Kasus Slamet dan Kejadian Intoleransi di Yogyakarta

Yogyakarta, IDN Times - Yogyakarta kembali diterpa kasus intoleransi. Slamet Jumiarto, laki-laki berusia 42 tahun beserta keluarga, ditolak menyewa rumah di Dusun Karet, Desa Pleret, Bantul gara-gara beda agama. Penolakan tersebut terjadi menyusul adanya Surat Keputusan dengan Nomor 03/POKGIAT/Krt/Plt/X/ 2015 yang menyebutkan salah satu syarat bagi pendatang untuk bisa mengontrak atau menetap adalah beragama Islam.
Sebelum kasus Slamet mencuat, insiden intoleransi juga pernah terjadi di Kota Gudeg ini.
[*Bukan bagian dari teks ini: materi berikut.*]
//! Query parsing: bare terms and quoted phrases.

use seine_index::analyzer::{is_word_char, Analyzer};

/// Hard cap on word tokens considered per query, counting each word inside
/// a quoted span as one.
pub const MAX_QUERY_TOKENS: usize = 10;

/// Quoted phrases keep at most this many stems.
pub const MAX_PHRASE_STEMS: usize = 3;

/// An ordered list of stems. Bare query words become single-stem phrases.
pub type Phrase = Vec<String>;

/// Parse a raw query into phrases.
///
/// Quote handling is forgiving: an unbalanced `"` is treated as closed at
/// the end of the string. Stop words are dropped from phrases, phrases that
/// lose every token are discarded, and parsing stops after
/// [`MAX_QUERY_TOKENS`] word tokens.
pub fn parse(raw: &str, analyzer: &Analyzer) -> Vec<Phrase> {
    let mut phrases = Vec::new();
    let mut budget = MAX_QUERY_TOKENS;

    for (index, segment) in raw.split('"').enumerate() {
        let quoted = index % 2 == 1;
        let mut current = Phrase::new();

        for word in segment.split(|c| !is_word_char(c)).filter(|w| !w.is_empty()) {
            if budget == 0 {
                break;
            }
            budget -= 1;

            let Some(stem) = analyzer.stem_token(word) else {
                continue;
            };
            if quoted {
                current.push(stem);
            } else {
                phrases.push(vec![stem]);
            }
        }

        if quoted && !current.is_empty() {
            current.truncate(MAX_PHRASE_STEMS);
            phrases.push(current);
        }
        if budget == 0 {
            break;
        }
    }

    phrases
}

#[cfg(test)]
mod tests {
    use super::*;
    use std::collections::HashSet;

    fn analyzer() -> Analyzer {
        let stop_words: HashSet<String> =
            ["the", "a", "of"].iter().map(|w| w.to_string()).collect();
        Analyzer::new(stop_words)
    }

    #[test]
    fn bare_words_become_single_stem_phrases() {
        let phrases = parse("apples oranges", &analyzer());
        assert_eq!(phrases, vec![vec!["appl".to_string()], vec!["orang".to_string()]]);
    }

    #[test]
    fn quoted_spans_become_one_phrase() {
        let phrases = parse(r#"banana "quick brown fox""#, &analyzer());
        assert_eq!(
            phrases,
            vec![
                vec!["banana".to_string()],
                vec!["quick".to_string(), "brown".to_string(), "fox".to_string()],
            ]
        );
    }

    #[test]
    fn stop_words_vanish_from_phrases() {
        let phrases = parse(r#""the quick brown""#, &analyzer());
        assert_eq!(phrases, vec![vec!["quick".to_string(), "brown".to_string()]]);
    }

    #[test]
    fn all_stop_word_phrases_are_discarded() {
        assert!(parse(r#""the a of" the"#, &analyzer()).is_empty());
        assert!(parse("", &analyzer()).is_empty());
        assert!(parse("   ", &analyzer()).is_empty());
    }

    #[test]
    fn phrases_are_capped_at_three_stems() {
        let phrases = parse(r#""quick brown fox jumps high""#, &analyzer());
        assert_eq!(phrases.len(), 1);
        assert_eq!(phrases[0].len(), MAX_PHRASE_STEMS);
        assert_eq!(phrases[0][2], "fox");
    }

    #[test]
    fn queries_are_capped_at_ten_word_tokens() {
        let raw = "w1 w2 w3 w4 w5 w6 w7 w8 w9 w10 w11 w12";
        let phrases = parse(raw, &analyzer());
        assert_eq!(phrases.len(), MAX_QUERY_TOKENS);
        assert_eq!(phrases.last().unwrap(), &vec!["w10".to_string()]);
    }

    #[test]
    fn quoted_words_count_against_the_cap_individually() {
        let raw = r#"w1 w2 w3 w4 w5 w6 w7 w8 "w9 w10 w11""#;
        let phrases = parse(raw, &analyzer());
        // The quoted phrase is cut short when the budget runs out.
        assert_eq!(phrases.len(), 9);
        assert_eq!(phrases[8], vec!["w9".to_string(), "w10".to_string()]);
    }

    #[test]
    fn unbalanced_quotes_close_at_end_of_string() {
        let phrases = parse(r#"apple "quick brown"#, &analyzer());
        assert_eq!(
            phrases,
            vec![
                vec!["appl".to_string()],
                vec!["quick".to_string(), "brown".to_string()],
            ]
        );
    }

    #[test]
    fn punctuation_separates_words() {
        let phrases = parse("apples,oranges", &analyzer());
        assert_eq!(phrases.len(), 2);
    }
}
//! Text analysis: tokenize, drop stop words, stem.
//!
//! Positional indices are assigned **before** filtering, so stop words and
//! tokens that stem to nothing still consume a position. The phrase matcher
//! relies on this being the one and only discipline: a document position
//! recorded here is directly comparable to any other position recorded here.

use rust_stemmers::{Algorithm, Stemmer};
use std::collections::HashSet;
use std::fs;
use std::io;
use std::path::Path;
use tracing::{debug, warn};

/// Characters that form tokens; everything else separates them.
#[inline]
pub fn is_word_char(c: char) -> bool {
    c.is_ascii_alphanumeric() || c == '_'
}

/// Load a stop-word file: one word per line, trimmed, blank lines ignored.
/// Matching is case-sensitive against already-lower-cased tokens, so the
/// file is expected to hold lower-case entries.
pub fn load_stop_words(path: &Path) -> io::Result<HashSet<String>> {
    let contents = fs::read_to_string(path)?;
    Ok(contents
        .lines()
        .map(str::trim)
        .filter(|line| !line.is_empty())
        .map(str::to_owned)
        .collect())
}

/// Shared tokenizer + stemmer used by both indexing and query parsing.
pub struct Analyzer {
    stemmer: Stemmer,
    stop_words: HashSet<String>,
}

impl Analyzer {
    pub fn new(stop_words: HashSet<String>) -> Self {
        Self {
            stemmer: Stemmer::create(Algorithm::English),
            stop_words,
        }
    }

    /// Build an analyzer from a stop-word file. An unreadable file is not
    /// fatal: indexing proceeds with an empty stop-word set.
    pub fn with_stop_words_file(path: &Path) -> Self {
        match load_stop_words(path) {
            Ok(stop_words) => {
                debug!(path = %path.display(), count = stop_words.len(), "loaded stop words");
                Self::new(stop_words)
            }
            Err(e) => {
                warn!(path = %path.display(), error = %e, "stop-word file unreadable, continuing without");
                Self::new(HashSet::new())
            }
        }
    }

    #[inline]
    pub fn is_stop_word(&self, token: &str) -> bool {
        self.stop_words.contains(token)
    }

    /// Analyze a body of text into `(position, stem)` pairs.
    ///
    /// Tokens are runs of word characters in the lower-cased text. The
    /// position counter advances for every token, including stop words,
    /// tokens stemming to nothing, and the empty token produced when the
    /// text opens with a separator. Only surviving stems are emitted.
    pub fn analyze(&self, text: &str) -> Vec<(u32, String)> {
        let lowered = text.to_lowercase();
        let mut position: u32 = match lowered.chars().next() {
            Some(c) if !is_word_char(c) => 1,
            _ => 0,
        };

        let mut out = Vec::new();
        for token in lowered.split(|c| !is_word_char(c)).filter(|t| !t.is_empty()) {
            let current = position;
            position += 1;
            if self.stop_words.contains(token) {
                continue;
            }
            let stem = self.stemmer.stem(token);
            if stem.is_empty() {
                continue;
            }
            out.push((current, stem.into_owned()));
        }
        out
    }

    /// Normalize a single already-split token the same way [`analyze`] would:
    /// lower-case, stop-filter, stem. `None` when the token is filtered out.
    ///
    /// [`analyze`]: Analyzer::analyze
    pub fn stem_token(&self, token: &str) -> Option<String> {
        let lowered = token.to_lowercase();
        if lowered.is_empty() || self.stop_words.contains(lowered.as_str()) {
            return None;
        }
        let stem = self.stemmer.stem(&lowered);
        if stem.is_empty() {
            None
        } else {
            Some(stem.into_owned())
        }
    }
}
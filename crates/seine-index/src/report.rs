//! Crawl report: a plain-text summary of every indexed document.
//!
//! Entries appear in URL iteration order. Last-modified dates and sizes are
//! resolved against the live origin when a fetcher is supplied; otherwise
//! (or when the probe fails) they fall back to `Unknown` and `0`.

use crate::error::Result;
use crate::store::IndexStore;
use seine_types::Fetcher;
use std::io::Write;
use tracing::info;
use url::Url;

const SEPARATOR: &str = "-----------------------------------------";
const MAX_REPORT_KEYWORDS: usize = 20;
const MAX_REPORT_LINKS: usize = 10;
const UNTITLED: &str = "Untitled";

struct ReportEntry {
    url: String,
    title: String,
    keywords: Vec<(String, u32)>,
    child_links: Vec<String>,
}

/// Write the crawl report for every indexed document to `out`.
pub async fn write_report<W: Write>(
    store: &IndexStore,
    fetcher: Option<&dyn Fetcher>,
    out: &mut W,
) -> Result<()> {
    // Collect everything from one snapshot before probing the network, so
    // no transaction is held across awaits.
    let mut entries = Vec::new();
    {
        let rtxn = store.read_txn()?;
        for pair in store.urls.iter(&rtxn)? {
            let (url, doc_id) = pair?;
            let title = store
                .titles
                .get(&rtxn, doc_id)?
                .unwrap_or_else(|| UNTITLED.to_owned());

            let mut keywords: Vec<(String, u32)> = store
                .doc_terms
                .get(&rtxn, doc_id)?
                .unwrap_or_default()
                .into_iter()
                .collect();
            keywords.sort_by(|a, b| b.1.cmp(&a.1).then_with(|| a.0.cmp(&b.0)));
            keywords.truncate(MAX_REPORT_KEYWORDS);

            let child_links = store.links.children(&rtxn, doc_id, MAX_REPORT_LINKS)?;

            entries.push(ReportEntry {
                url: url.to_owned(),
                title,
                keywords,
                child_links,
            });
        }
    }

    let count = entries.len();
    for entry in entries {
        let probe = match (fetcher, Url::parse(&entry.url)) {
            (Some(fetcher), Ok(url)) => fetcher.probe(&url).await,
            _ => None,
        };
        let probe = probe.unwrap_or_default();
        let last_modified = probe
            .last_modified
            .map(|date| date.to_rfc2822())
            .unwrap_or_else(|| "Unknown".to_owned());
        let size = probe.content_length.unwrap_or(0);

        writeln!(out, "{}", entry.title)?;
        writeln!(out, "{}", entry.url)?;
        writeln!(out, "{last_modified}, {size} bytes")?;
        let keywords = entry
            .keywords
            .iter()
            .map(|(term, frequency)| format!("{term} {frequency}"))
            .collect::<Vec<_>>()
            .join("; ");
        writeln!(out, "Keywords: {keywords}")?;
        writeln!(out, "Child Links:")?;
        for child in &entry.child_links {
            writeln!(out, "{child}")?;
        }
        writeln!(out, "{SEPARATOR}")?;
    }

    info!(documents = count, "crawl report written");
    Ok(())
}
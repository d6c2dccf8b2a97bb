//! `titles`: `DocId` → title. A document is present iff its title is
//! non-empty; absence means the presentation layer shows `Untitled`.

use crate::error::Result;
use crate::store::codec::DocIdCodec;
use heed::types::Str;
use heed::{Database, RoTxn, RwTxn};
use seine_types::DocId;

#[derive(Copy, Clone)]
pub struct Titles {
    pub(crate) database: Database<DocIdCodec, Str>,
}

impl Titles {
    pub fn put(&self, writer: &mut RwTxn, doc_id: DocId, title: &str) -> Result<()> {
        Ok(self.database.put(writer, &doc_id, title)?)
    }

    pub fn get(&self, reader: &RoTxn, doc_id: DocId) -> Result<Option<String>> {
        Ok(self.database.get(reader, &doc_id)?.map(str::to_owned))
    }
}
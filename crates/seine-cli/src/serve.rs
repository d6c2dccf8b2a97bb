//! Thin HTTP shell over the search engine: JSON results at `/search`, a
//! minimal HTML page at `/`.

use anyhow::Result;
use axum::extract::{Query, State};
use axum::http::StatusCode;
use axum::response::{Html, IntoResponse, Response};
use axum::routing::get;
use axum::{Json, Router};
use seine_search::SearchEngine;
use serde::Deserialize;
use std::net::SocketAddr;
use std::sync::Arc;
use tracing::{error, info};

pub async fn run(engine: SearchEngine, addr: SocketAddr) -> Result<()> {
    let app = Router::new()
        .route("/", get(home))
        .route("/search", get(search))
        .with_state(Arc::new(engine));

    let listener = tokio::net::TcpListener::bind(addr).await?;
    info!(%addr, "serving query interface");
    axum::serve(listener, app).await?;
    Ok(())
}

#[derive(Deserialize)]
struct SearchParams {
    q: Option<String>,
}

async fn search(
    State(engine): State<Arc<SearchEngine>>,
    Query(params): Query<SearchParams>,
) -> Response {
    let query = params.q.unwrap_or_default();
    match engine.search(&query).await {
        Ok(hits) => Json(hits).into_response(),
        Err(error) => {
            error!(%error, query = %query, "search failed");
            (StatusCode::INTERNAL_SERVER_ERROR, "search failed").into_response()
        }
    }
}

async fn home(
    State(engine): State<Arc<SearchEngine>>,
    Query(params): Query<SearchParams>,
) -> Response {
    let mut page = String::from(
        "<!doctype html><html><head><title>Seine</title></head><body>\
         <h1>Seine</h1>\
         <form action=\"/\" method=\"get\">\
         <input type=\"text\" name=\"q\" size=\"60\">\
         <input type=\"submit\" value=\"Search\">\
         </form>",
    );

    if let Some(query) = params.q.as_deref().filter(|q| !q.trim().is_empty()) {
        match engine.search(query).await {
            Ok(hits) if hits.is_empty() => {
                page.push_str("<p>No results.</p>");
            }
            Ok(hits) => {
                page.push_str("<ol>");
                for hit in &hits {
                    page.push_str(&format!(
                        "<li><a href=\"{url}\">{title}</a> ({score})<br>\
                         <small>{keywords}</small></li>",
                        url = escape(&hit.url),
                        title = escape(&hit.title),
                        score = hit.normalized_score,
                        keywords = escape(&hit.keywords_display()),
                    ));
                }
                page.push_str("</ol>");
            }
            Err(error) => {
                error!(%error, query, "search failed");
                return (StatusCode::INTERNAL_SERVER_ERROR, "search failed").into_response();
            }
        }
    }

    page.push_str("</body></html>");
    Html(page).into_response()
}

fn escape(text: &str) -> String {
    text.replace('&', "&amp;")
        .replace('<', "&lt;")
        .replace('>', "&gt;")
        .replace('"', "&quot;")
}

#[cfg(test)]
mod tests {
    use super::*;

    #[test]
    fn escape_neutralizes_markup() {
        assert_eq!(escape("<b>&\"</b>"), "&lt;b&gt;&amp;&quot;&lt;/b&gt;");
    }
}
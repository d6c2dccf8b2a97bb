//! # Seine Index
//!
//! The persistent heart of the search engine: text analysis, the positional
//! inverted index and its sibling maps in an embedded LMDB environment, the
//! write session used by the crawler, and the crawl report writer.
//!
//! ## Store layout
//!
//! One LMDB environment holds six named databases:
//!
//! | Name       | Key            | Value                         |
//! |------------|----------------|-------------------------------|
//! | `urls`     | URL            | `DocId`                       |
//! | `titles`   | `DocId`        | title (only when non-empty)   |
//! | `postings` | term           | `DocId → Posting` (positions) |
//! | `links`    | `(DocId, URL)` | unit (the link graph)         |
//! | `docs`     | `DocId`        | term → frequency              |
//! | `main`     | metadata key   | e.g. the `last-page-id` counter |
//!
//! All writes for one crawl go through an [`IndexSession`] and become
//! durable in a single commit; readers always see the last committed
//! snapshot.

pub use heed;

pub mod analyzer;
pub mod error;
pub mod report;
pub mod store;
pub mod writer;

pub use analyzer::Analyzer;
pub use error::{IndexError, Result};
pub use store::{IndexStore, PostingMap, TermFrequencies};
pub use writer::IndexSession;
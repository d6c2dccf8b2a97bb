//! Error type for index storage and reporting.

use thiserror::Error;

#[derive(Debug, Error)]
pub enum IndexError {
    /// Environment, transaction, or database failure from the record store.
    #[error("store error: {0}")]
    Store(#[from] heed::Error),

    #[error(transparent)]
    Io(#[from] std::io::Error),

    /// A stored key or value failed to decode.
    #[error("corrupt entry in the `{database}` database")]
    Corrupt { database: &'static str },
}

pub type Result<T> = std::result::Result<T, IndexError>;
Hal tersebut membuat Yogyakarta masuk dalam 10 besar kota dengan skor toleransi terendah (zona merah) Indeks Kota Toleran Tahun 2017 keluaran Setara Institute. Tahun 2018, kajian serupa menempatkan Yogyakarta di zona oranye. Meski nilai bertambah bagus, usaha lebih perlu dilakukan agar situasi di Kota Pelajar ini menjadi lebih kondusif.
1.Pemotongan salib makam di Kotagede
Salah satu kasus intoleransi yang pernah terjadi adalah kejadian pemotongan salib makam Albertus Slamet Sugihardi di Kelurahan Purbayan. Tempat peristirahatan terakhir Slamet itu merupakan kompleks makam warga yang mayoritas beragama Islam. Masyarakat pun menolak adanya simbol agama, termasuk salib makam, di area pemakaman yang terletak di Kotagede tersebut.